If so, the US decision to update the COVID-19 vaccines by adding an Omicron component is the right move, says Bloom; even if Omicron continues to change, a vaccine based on it is likely to provide more protection than one based on earlier variants.

But it’s still possible that an entirely new variant unrelated to Omicron will emerge. Or one of the earlier variants, like Alpha or Delta, might come back after it causes a chronic infection and has gone through a period of accelerated evolution, says Tom Peacock, a virologist at Imperial College London: “That’s what we’ll call the second. -Variants of the generation.” Given these possibilities, “The study of chronic infections is now more important than ever,” says Ravindra Gupta, a microbiologist at the University of Cambridge. “They can tell us what kind of mutational direction the virus will take in the population.”

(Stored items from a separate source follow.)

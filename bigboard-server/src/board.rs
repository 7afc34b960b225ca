//! Board service: the single entry point for reading and changing the board
//!
//! Every mutation first commits to the store, then recomputes the board and
//! pushes it to all viewers. Operations on unknown ids or names fail with
//! `NotFound` and push nothing. REST handlers, the tool façade and viewer
//! commands all go through here.

use std::sync::Arc;

use bigboard_common::clock::{Clock, DisplayClock};
use bigboard_common::db::BoardStore;
use bigboard_common::events::{BoardEvent, BoardSnapshot, ClientCommand};
use bigboard_common::model::{
    non_blank, parse_color, Category, FamilyMember, Item, ItemDraft, ItemPatch,
};
use bigboard_common::visibility::resolve;
use bigboard_common::{Error, Result};
use chrono::NaiveDate;
use serde::Serialize;
use tracing::{debug, error, info, warn};

use crate::hub::{BroadcastHub, ConnectionId, Subscription};

/// Longest range `agenda` will expand, in days (inclusive)
pub const MAX_AGENDA_DAYS: i64 = 62;

/// Resolved items for one date of an agenda
#[derive(Debug, Clone, PartialEq, Eq, Serialize)]
pub struct AgendaDay {
    pub date: NaiveDate,
    pub items: Vec<Item>,
}

pub struct BoardService {
    store: Arc<dyn BoardStore>,
    hub: Arc<BroadcastHub>,
    clock: Arc<dyn Clock>,
    display: DisplayClock,
}

impl BoardService {
    pub fn new(
        store: Arc<dyn BoardStore>,
        hub: Arc<BroadcastHub>,
        clock: Arc<dyn Clock>,
        display: DisplayClock,
    ) -> Self {
        Self {
            store,
            hub,
            clock,
            display,
        }
    }

    pub fn hub(&self) -> &Arc<BroadcastHub> {
        &self.hub
    }

    /// Current display date and whether it is ahead of the calendar date
    pub fn display_date(&self) -> (NaiveDate, bool) {
        let now = self.clock.now();
        (self.display.display_date(now), self.display.is_tomorrow(now))
    }

    // ========================================================================
    // Queries
    // ========================================================================

    pub async fn get_item(&self, id: i64) -> Result<Item> {
        self.store
            .get_item(id)
            .await?
            .ok_or_else(|| item_not_found(id))
    }

    /// Every stored item, unresolved
    pub async fn list_items(&self) -> Result<Vec<Item>> {
        self.store.list_items().await
    }

    /// Items on the board for an explicit date, ignoring the display clock
    pub async fn board_for(&self, date: NaiveDate) -> Result<Vec<Item>> {
        let items = self.store.list_items().await?;
        Ok(resolve(&items, date))
    }

    /// Resolved items for each date in `from..=to`
    pub async fn agenda(&self, from: NaiveDate, to: NaiveDate) -> Result<Vec<AgendaDay>> {
        if from > to {
            return Err(Error::Validation(format!(
                "date_from {} is after date_to {}",
                from, to
            )));
        }
        let days = (to - from).num_days() + 1;
        if days > MAX_AGENDA_DAYS {
            return Err(Error::Validation(format!(
                "range of {} days exceeds the {} day limit",
                days, MAX_AGENDA_DAYS
            )));
        }

        let items = self.store.list_items().await?;
        Ok(from
            .iter_days()
            .take_while(|date| *date <= to)
            .map(|date| AgendaDay {
                date,
                items: resolve(&items, date),
            })
            .collect())
    }

    /// The board as a viewer would see it right now
    pub async fn current_board(&self) -> Result<BoardSnapshot> {
        let (display_date, is_tomorrow) = self.display_date();
        let (items, members, categories) = tokio::try_join!(
            self.store.list_items(),
            self.store.list_members(),
            self.store.list_categories(),
        )?;
        Ok(BoardSnapshot::new(
            display_date,
            is_tomorrow,
            &resolve(&items, display_date),
            &members,
            &categories,
        ))
    }

    pub async fn list_members(&self) -> Result<Vec<FamilyMember>> {
        self.store.list_members().await
    }

    pub async fn list_categories(&self) -> Result<Vec<Category>> {
        self.store.list_categories().await
    }

    // ========================================================================
    // Mutations
    // ========================================================================

    /// Validate and store a new item, creating its owner if unseen
    pub async fn create_item(&self, draft: ItemDraft) -> Result<Item> {
        let categories = self.store.list_categories().await?;
        let new_item = draft.validate(&categories)?;

        self.store.get_or_create_member(&new_item.owner).await?;
        let item = self.store.insert_item(new_item).await?;
        info!("Created item {} '{}' for {}", item.id, item.title, item.owner);

        self.publish().await;
        Ok(item)
    }

    /// Apply a partial update; nothing is written if any field is invalid
    pub async fn update_item(&self, id: i64, patch: ItemPatch) -> Result<Item> {
        let existing = self.get_item(id).await?;
        let categories = self.store.list_categories().await?;
        let updated = patch.apply_to(&existing, &categories)?;

        if updated.owner != existing.owner {
            self.store.get_or_create_member(&updated.owner).await?;
        }
        if !self.store.save_item(&updated).await? {
            return Err(item_not_found(id));
        }
        info!("Updated item {} '{}'", id, updated.title);

        self.publish().await;
        Ok(updated)
    }

    /// `false` (and no broadcast) when the id is unknown
    pub async fn delete_item(&self, id: i64) -> Result<bool> {
        let deleted = self.store.delete_item(id).await?;
        if deleted {
            info!("Deleted item {}", id);
            self.publish().await;
        } else {
            debug!("Delete of unknown item {}", id);
        }
        Ok(deleted)
    }

    /// Set or clear the handled flag; handling is stamped with the display date
    pub async fn mark_handled(&self, id: i64, handled: bool) -> Result<Item> {
        let mut item = self.get_item(id).await?;
        let (display_date, _) = self.display_date();
        item.set_handled(handled, display_date);

        if !self.store.save_item(&item).await? {
            return Err(item_not_found(id));
        }
        info!(
            "Item {} marked {}",
            id,
            if handled { "handled" } else { "not handled" }
        );

        self.publish().await;
        Ok(item)
    }

    pub async fn add_category(&self, name: &str) -> Result<Category> {
        let name = non_blank("category name", name)?;
        let category = self.store.add_category(&name).await?;
        info!("Category '{}' added", category.name);

        self.publish().await;
        Ok(category)
    }

    /// Items tagged with the category keep their tag
    pub async fn delete_category(&self, name: &str) -> Result<()> {
        if !self.store.delete_category(name).await? {
            return Err(Error::NotFound(format!("category '{}'", name)));
        }
        info!("Category '{}' deleted", name);

        self.publish().await;
        Ok(())
    }

    pub async fn update_member_color(&self, name: &str, color: &str) -> Result<FamilyMember> {
        let color = parse_color(color)?;
        let member = self
            .store
            .set_member_color(name, &color)
            .await?
            .ok_or_else(|| Error::NotFound(format!("family member '{}'", name)))?;
        info!("Family member '{}' color set to {}", member.name, member.color);

        self.publish().await;
        Ok(member)
    }

    /// Push the current board to every viewer without changing anything
    pub async fn refresh(&self) {
        self.publish().await;
    }

    // ========================================================================
    // Viewer connections
    // ========================================================================

    /// Open a viewer connection and queue its `init` snapshot
    ///
    /// The connection is registered before the snapshot is computed, so a
    /// mutation racing the handshake is never missed; if that mutation's
    /// update overtakes the init, the older init is dropped.
    pub async fn subscribe(&self) -> Result<Subscription> {
        let subscription = self.hub.subscribe();
        let revision = self.hub.next_revision();
        let snapshot = self.current_board().await?;
        self.hub
            .send_init(subscription.id(), BoardEvent::init(revision, Arc::new(snapshot)));
        Ok(subscription)
    }

    pub fn unsubscribe(&self, id: ConnectionId) -> bool {
        self.hub.disconnect(id)
    }

    /// Execute a command sent by a viewer
    pub async fn handle_command(&self, command: ClientCommand) -> Result<()> {
        debug!("Viewer command: {:?}", command);
        match command {
            ClientCommand::MarkHandled { item_id, handled } => {
                self.mark_handled(item_id, handled).await?;
            }
            ClientCommand::Refresh => self.refresh().await,
        }
        Ok(())
    }

    /// Recompute the board and broadcast it
    ///
    /// A failure here is logged, never returned: the mutation that triggered
    /// it has already committed.
    async fn publish(&self) {
        let revision = self.hub.next_revision();
        match self.current_board().await {
            Ok(snapshot) => {
                self.hub
                    .broadcast(BoardEvent::update(revision, Arc::new(snapshot)));
            }
            Err(e) => error!("Failed to compute board snapshot {}: {}", revision, e),
        }
    }
}

fn item_not_found(id: i64) -> Error {
    Error::NotFound(format!("item {}", id))
}

/// Log a failed viewer command; commands never fail the channel they came on
pub fn log_command_error(e: &Error) {
    match e {
        Error::NotFound(_) | Error::Validation(_) => warn!("Viewer command ignored: {}", e),
        _ => error!("Viewer command failed: {}", e),
    }
}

BA.2.75, which was received recently, already has some scientists worried. Nicknamed Centaurus, it evolved from Omicron, but seems to have quickly accumulated a host of significant changes to its genome, more like an entirely new variant than a new Omicron subvariant. “It looks just like Alpha, or Gamma, or Beta,” says Peacock.

BA.2.75 appears to be spreading in India, where it was first identified, and has been found in many other countries. It’s unclear whether it’s actually outperforming other subvariants, Van Kerkhove says: “The data is limited right now.” “I certainly think it’s something worth keeping a close eye on,” says Emma Hodcroft, a virologist at the University of Bern.

However, keeping an eye on everything is becoming more difficult because surveillance is decreasing. Switzerland, for example, now sorts about 500 samples a week, from 2000 at its peak, says Hodcroft; The United States went from more than 60,000 a week in January to about 10,000. “Some governments are anxious to cut the money they put into the rankings,” says Hodcroft. Spend protection is a “tough sell,” she says, “especially if there’s a sense that the countries around you will continue to rank even if you stop.”

Even if a variant emerges in a country with good surveillance, it may be more difficult than in the past to predict how big a threat it poses because changes in past COVID-19 waves, vaccines, and immunization schedules have created a global immunity table. . This means that a new variant may work well in one country but run up against a wall of immunity elsewhere. “The situation has become even less predictable,” says Katzourakis.

Given that Omicron appears to be milder than earlier variants, surveillance efforts should aim to identify variants that cause severe disease in hospitalized patients, Gupta says. “I think that’s where we need to focus our efforts, because if we keep focusing on new genomic variants, we can get a little tired and then drop the ball when things happen.”

Many virologists admit that the evolution of SARS-CoV-2 has taken them by surprise again and again. “It was really partly a failure of imagination,” Grubaugh says. But whatever scenario researchers can imagine, Bloom admits the virus will determine its own course: “I think in the end, we just have to wait and see what happens.”